Sofia Goggia war am Sonntag einfach nicht zu schlagen. © APA/afp / LIONEL BONAVENTURE
Ohne Fehler und mit Risiko: Goggia nicht zu schlagen
Sofia Goggia hat den Super-G der Damen am Sonntag in Soldeu (Andorra) für sich entschieden – und zwar mit einer ordentlichen Portion Mut.
01. März 2026
Von: nie
Gemeinhin ist Sofia Goggia als eine Skifahrerin bekannt, die auf der Piste keine Grenzen kennt. Dadurch findet sich die 33-Jährige regelmäßig in einem Drahtseilakt wieder, dessen Ausgang kaum bis gar nicht vorherzusehen ist. Läuft für die Italienerin aber alles zusammen, ist sie dank dieser aggressiven Fahrtweise nicht aufzuhalten – so auch am Sonntag im Super-G in Soldeu. Dort setzte sich Goggia mit einer kompromisslosen Fahrt an der Spitze durch und feierte ihren zweiten Saisonsieg. Bereits am Freitag war sie in der Abfahrt auf Platz drei vorgefahren.
Hinter der Azzurra freuten sich die Deutsche Emma Aicher (+0,24 Sekunden) und Kajsa Vickhoff Lie aus Norwegen (+0,31) über das Podest. Olympiasiegerin Federica Brignone erwischte hingegen einen schlechten Start und fuhr von Anfang an einem Rückstand hinterher. Die amtierende Gesamtweltcupsiegerin reihte sich daher auf Rang acht ein (+0,99).

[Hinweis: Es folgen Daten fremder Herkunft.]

//! Profile store: saved addresses and payment methods.
//!
//! Both collections share one contract through [`EntryCollection`]. When a
//! collection is non-empty exactly one entry carries the default flag, and
//! every change to the flag goes through a single promote step.

use std::collections::{HashMap, HashSet};
use std::fmt::{Debug, Display};

use marketstall_core::{
    Address, AddressId, AddressPatch, NewAddress, NewPaymentMethod, PaymentMethod,
    PaymentMethodId, PaymentMethodPatch, UserId,
};
use serde::Serialize;
use serde::de::DeserializeOwned;
use tracing::{debug, info, warn};
use uuid::Uuid;

use crate::error::{CommerceError, EntityKind, Result, ValidationError};
use crate::storage::{Persistence, keys};

/// A saved record that can be the default of its collection.
pub trait ProfileEntry: Clone + Debug + Serialize + DeserializeOwned {
    type Id: Copy + Eq + Debug + Display + From<i32> + Into<i32>;
    type Draft;
    type Patch;

    const KIND: EntityKind;

    fn id(&self) -> Self::Id;

    fn is_default(&self) -> bool;

    fn set_default_flag(&mut self, is_default: bool);

    /// Build a record from a draft, validating its fields.
    ///
    /// # Errors
    ///
    /// Returns `CommerceError::Validation` if the draft is rejected.
    fn create(id: Self::Id, draft: Self::Draft) -> Result<Self>;

    fn draft_requests_default(draft: &Self::Draft) -> bool;

    /// Merge a patch without touching the default flag.
    ///
    /// # Errors
    ///
    /// Returns `CommerceError::Validation` if the patched fields are rejected;
    /// the record is left unchanged.
    fn apply(&mut self, patch: Self::Patch) -> Result<()>;

    fn patch_requests_default(patch: &Self::Patch) -> bool;
}

impl ProfileEntry for Address {
    type Id = AddressId;
    type Draft = NewAddress;
    type Patch = AddressPatch;

    const KIND: EntityKind = EntityKind::Address;

    fn id(&self) -> AddressId {
        self.id
    }

    fn is_default(&self) -> bool {
        self.is_default
    }

    fn set_default_flag(&mut self, is_default: bool) {
        self.is_default = is_default;
    }

    fn create(id: AddressId, draft: NewAddress) -> Result<Self> {
        Ok(Self::from_draft(id, draft))
    }

    fn draft_requests_default(draft: &NewAddress) -> bool {
        draft.is_default
    }

    fn apply(&mut self, patch: AddressPatch) -> Result<()> {
        Address::apply(self, patch);
        Ok(())
    }

    fn patch_requests_default(patch: &AddressPatch) -> bool {
        patch.is_default == Some(true)
    }
}

impl ProfileEntry for PaymentMethod {
    type Id = PaymentMethodId;
    type Draft = NewPaymentMethod;
    type Patch = PaymentMethodPatch;

    const KIND: EntityKind = EntityKind::PaymentMethod;

    fn id(&self) -> PaymentMethodId {
        self.id
    }

    fn is_default(&self) -> bool {
        self.is_default
    }

    fn set_default_flag(&mut self, is_default: bool) {
        self.is_default = is_default;
    }

    fn create(id: PaymentMethodId, draft: NewPaymentMethod) -> Result<Self> {
        draft
            .details
            .validate()
            .map_err(ValidationError::InvalidPaymentDetails)?;
        Ok(Self {
            id,
            details: draft.details,
            is_default: false,
        })
    }

    fn draft_requests_default(draft: &NewPaymentMethod) -> bool {
        draft.is_default
    }

    fn apply(&mut self, patch: PaymentMethodPatch) -> Result<()> {
        if let Some(details) = patch.details {
            details
                .validate()
                .map_err(ValidationError::InvalidPaymentDetails)?;
            self.details = details;
        }
        Ok(())
    }

    fn patch_requests_default(patch: &PaymentMethodPatch) -> bool {
        patch.is_default == Some(true)
    }
}

// =============================================================================
// EntryCollection
// =============================================================================

/// One persisted collection of profile entries.
#[derive(Debug)]
pub struct EntryCollection<T: ProfileEntry> {
    entries: Vec<T>,
    key: String,
    persistence: Persistence,
    /// `None` once every ID has been handed out.
    next_id: Option<i32>,
    applied_tokens: HashMap<Uuid, T::Id>,
}

impl<T: ProfileEntry> EntryCollection<T> {
    /// Read a collection from its slot.
    ///
    /// Entries repeating an earlier ID are dropped, and the default flag is
    /// repaired if the stored data does not carry exactly one.
    pub fn restore(persistence: Persistence, key: impl Into<String>) -> Self {
        let key = key.into();
        let mut entries: Vec<T> = persistence.load(&key).unwrap_or_default();

        let stored = entries.len();
        let mut seen = HashSet::with_capacity(stored);
        entries.retain(|e| seen.insert(Into::<i32>::into(e.id())));
        if entries.len() < stored {
            warn!(
                key = %key,
                dropped = stored - entries.len(),
                "Dropping entries with duplicate IDs on restore"
            );
        }

        let defaults = entries.iter().filter(|e| e.is_default()).count();
        if !entries.is_empty() && defaults != 1 {
            let keep = entries
                .iter()
                .find(|e| e.is_default())
                .or_else(|| entries.first())
                .map(T::id);
            if let Some(id) = keep {
                warn!(key = %key, defaults, "Repairing default flag on restore");
                promote(&mut entries, id);
            }
        }

        let next_id = entries
            .iter()
            .map(|e| Into::<i32>::into(e.id()))
            .max()
            .map_or(Some(1), |max| max.checked_add(1));

        Self {
            entries,
            key,
            persistence,
            next_id,
            applied_tokens: HashMap::new(),
        }
    }

    #[must_use]
    pub fn entries(&self) -> &[T] {
        &self.entries
    }

    #[must_use]
    pub fn get(&self, id: T::Id) -> Option<&T> {
        self.entries.iter().find(|e| e.id() == id)
    }

    #[must_use]
    pub fn default_entry(&self) -> Option<&T> {
        self.entries.iter().find(|e| e.is_default())
    }

    #[must_use]
    pub fn len(&self) -> usize {
        self.entries.len()
    }

    #[must_use]
    pub fn is_empty(&self) -> bool {
        self.entries.is_empty()
    }

    /// Save a new entry under a fresh ID.
    ///
    /// The entry becomes the default if it is the first one or the draft
    /// asks for it.
    ///
    /// # Errors
    ///
    /// - `IdsExhausted` once every ID is taken
    /// - `Validation` if the draft is rejected
    /// - `RemoteFailure` if the slot write fails under the strict policy
    pub fn add(&mut self, draft: T::Draft) -> Result<&T> {
        let raw = self
            .next_id
            .ok_or(CommerceError::IdsExhausted { kind: T::KIND })?;
        let id = T::Id::from(raw);
        let make_default = self.entries.is_empty() || T::draft_requests_default(&draft);
        let entry = T::create(id, draft)?;

        let mut entries = self.entries.clone();
        entries.push(entry);
        if make_default {
            promote(&mut entries, id);
        }
        self.commit(entries)?;
        self.next_id = raw.checked_add(1);

        info!(kind = %T::KIND, id = %id, is_default = make_default, "Profile entry added");
        self.require(id)
    }

    /// [`EntryCollection::add`] guarded by an idempotency token.
    ///
    /// A repeated token returns the entry the first call created.
    ///
    /// # Errors
    ///
    /// Same as [`EntryCollection::add`], plus `NotFound` if the entry created
    /// by the first call has since been deleted.
    pub fn add_once(&mut self, draft: T::Draft, token: Uuid) -> Result<&T> {
        if let Some(&id) = self.applied_tokens.get(&token) {
            debug!(kind = %T::KIND, token = %token, "Profile add already applied");
            return self.require(id);
        }
        let id = self.add(draft)?.id();
        self.applied_tokens.insert(token, id);
        self.require(id)
    }

    /// Merge a patch into an entry.
    ///
    /// A patch with the default flag set promotes the entry; any other value
    /// of the flag is ignored.
    ///
    /// # Errors
    ///
    /// - `NotFound` if no entry has `id`
    /// - `Validation` if the patched fields are rejected
    /// - `RemoteFailure` if the slot write fails under the strict policy
    pub fn update(&mut self, id: T::Id, patch: T::Patch) -> Result<&T> {
        let make_default = T::patch_requests_default(&patch);
        let mut entries = self.entries.clone();
        entries
            .iter_mut()
            .find(|e| e.id() == id)
            .ok_or_else(|| CommerceError::not_found(T::KIND, id))?
            .apply(patch)?;
        if make_default {
            promote(&mut entries, id);
        }
        self.commit(entries)?;

        debug!(kind = %T::KIND, id = %id, "Profile entry updated");
        self.require(id)
    }

    /// Delete a non-default entry.
    ///
    /// The default is never deletable, so a non-empty collection always
    /// keeps at least one entry.
    ///
    /// # Errors
    ///
    /// - `NotFound` if no entry has `id`
    /// - `DefaultDeletionForbidden` if the entry is the default
    /// - `RemoteFailure` if the slot write fails under the strict policy
    pub fn delete(&mut self, id: T::Id) -> Result<()> {
        if self.require(id)?.is_default() {
            return Err(CommerceError::DefaultDeletionForbidden {
                kind: T::KIND,
                id: id.into(),
            });
        }

        let entries = self
            .entries
            .iter()
            .filter(|e| e.id() != id)
            .cloned()
            .collect();
        self.commit(entries)?;

        info!(kind = %T::KIND, id = %id, "Profile entry deleted");
        Ok(())
    }

    /// Make `id` the default, clearing the flag everywhere else.
    ///
    /// # Errors
    ///
    /// - `NotFound` if no entry has `id`
    /// - `RemoteFailure` if the slot write fails under the strict policy
    pub fn set_default(&mut self, id: T::Id) -> Result<()> {
        self.require(id)?;
        let mut entries = self.entries.clone();
        promote(&mut entries, id);
        self.commit(entries)?;

        info!(kind = %T::KIND, id = %id, "Default profile entry changed");
        Ok(())
    }

    fn require(&self, id: T::Id) -> Result<&T> {
        self.get(id)
            .ok_or_else(|| CommerceError::not_found(T::KIND, id))
    }

    fn commit(&mut self, entries: Vec<T>) -> Result<()> {
        self.persistence.write(&self.key, &entries)?;
        self.entries = entries;
        Ok(())
    }
}

/// The only place the default flag changes.
fn promote<T: ProfileEntry>(entries: &mut [T], id: T::Id) {
    for entry in entries {
        let is_target = entry.id() == id;
        entry.set_default_flag(is_target);
    }
}

// =============================================================================
// ProfileStore
// =============================================================================

/// Saved addresses and payment methods for one user.
#[derive(Debug)]
pub struct ProfileStore {
    user_id: UserId,
    addresses: EntryCollection<Address>,
    payment_methods: EntryCollection<PaymentMethod>,
}

impl ProfileStore {
    /// Read both collections for `user_id`.
    pub fn restore(persistence: &Persistence, user_id: UserId) -> Self {
        Self {
            user_id,
            addresses: EntryCollection::restore(persistence.clone(), keys::addresses(user_id)),
            payment_methods: EntryCollection::restore(
                persistence.clone(),
                keys::payment_methods(user_id),
            ),
        }
    }

    #[must_use]
    pub const fn user_id(&self) -> UserId {
        self.user_id
    }

    #[must_use]
    pub const fn addresses(&self) -> &EntryCollection<Address> {
        &self.addresses
    }

    pub const fn addresses_mut(&mut self) -> &mut EntryCollection<Address> {
        &mut self.addresses
    }

    #[must_use]
    pub const fn payment_methods(&self) -> &EntryCollection<PaymentMethod> {
        &self.payment_methods
    }

    pub const fn payment_methods_mut(&mut self) -> &mut EntryCollection<PaymentMethod> {
        &mut self.payment_methods
    }
}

Goggia legt im Kampf um Kristallkugel vor
Für Goggia war der Triumph in Soldeu nicht nur ihr 28. Weltcupsieg, sondern auch ein wichtiges Statement im Kampf um die kleine Kristallkugel. Im Klassement hält sie zwei Rennen vor Schluss bei 420 Punkten, dahinter folgen Alice Robinson (336), die am Sonntag auf Rang sieben landete (+0,94), und Aicher (304). Goggia durfte zwar schon viermal die Kristallkugel in der Abfahrt bejubeln, im Super-G war Rang drei in der Saison 2024/25 bislang ihre beste Platzierung.Sofia Goggia hat in Soldeu triumphiert. © APA/afp / LIONEL BONAVENTURE
Mit den beiden Delago-Schwestern Nicol und Nadia sowie Sara Thaler waren auch drei Südtirolerinnen am Start. Thaler fand von einer Zwischenzeit zur anderen immer besser ins Rennen, die Punkte verpasste sie letztlich aber um knapp drei Zehntelsekunden (38./+3,25). Nicol Delago sammelte derweil mit Rang 27 einige Zähler (+2,80), ihre Schwester musste sich weiter hinten einreihen (41./+3,32). Weiter geht es am am kommenden Freitag mit der Abfahrt beim Weltcup im Val di Fassa (ab 11.30 Uhr im SportNews-Liveticker).